▶ [What to produce]: Wherever the word "level" appears in the entries, copy the whole line.

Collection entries
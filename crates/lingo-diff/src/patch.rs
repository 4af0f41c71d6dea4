//! Top-level patch: which target entries already fit the source, and which
//! source entries still have to be produced.

use lingo_types::{Document, Entries};
use serde::Serialize;
use serde_json::Value;

use crate::structure::equal_structure;

/// The result of partitioning a source against a target.
#[derive(Clone, Debug, Default, PartialEq, Serialize)]
pub struct Patch {
    /// Target entries whose structure matches the source entry, in target order.
    pub subset: Entries,
    /// Source entries whose key is absent from `subset`, in source order.
    pub superset: Entries,
}

impl Patch {
    /// Returns `true` if nothing in the source is missing from the target.
    pub fn is_complete(&self) -> bool {
        self.superset.is_empty()
    }

    /// `subset` as an object document.
    pub fn subset_document(&self) -> Document {
        Value::Object(self.subset.clone())
    }

    /// `superset` as an object document.
    pub fn superset_document(&self) -> Document {
        Value::Object(self.superset.clone())
    }
}

/// Partition the top-level entries of `source` and `target`.
///
/// A target key lands in `subset` iff the source has the same key and the
/// two values are structurally equal under `predicate`. Every source key
/// not in `subset` lands in `superset`. Target keys the source lacks are
/// dropped. Non-object operands are treated as empty objects.
pub fn patch<P>(source: &Value, target: &Value, predicate: &P) -> Patch
where
    P: Fn(&Value, &Value) -> bool + ?Sized,
{
    let empty = Entries::new();
    let source = source.as_object().unwrap_or(&empty);
    let target = target.as_object().unwrap_or(&empty);

    let subset: Entries = target
        .iter()
        .filter(|(key, tv)| {
            source
                .get(*key)
                .is_some_and(|sv| equal_structure(sv, tv, predicate))
        })
        .map(|(key, tv)| (key.clone(), tv.clone()))
        .collect();

    let superset: Entries = source
        .iter()
        .filter(|(key, _)| !subset.contains_key(*key))
        .map(|(key, sv)| (key.clone(), sv.clone()))
        .collect();

    Patch { subset, superset }
}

▶ [Final answer]:
//! Top-level patch: which target entries already fit the source, and which
/// Partition the top-level entries of `source` and `target`.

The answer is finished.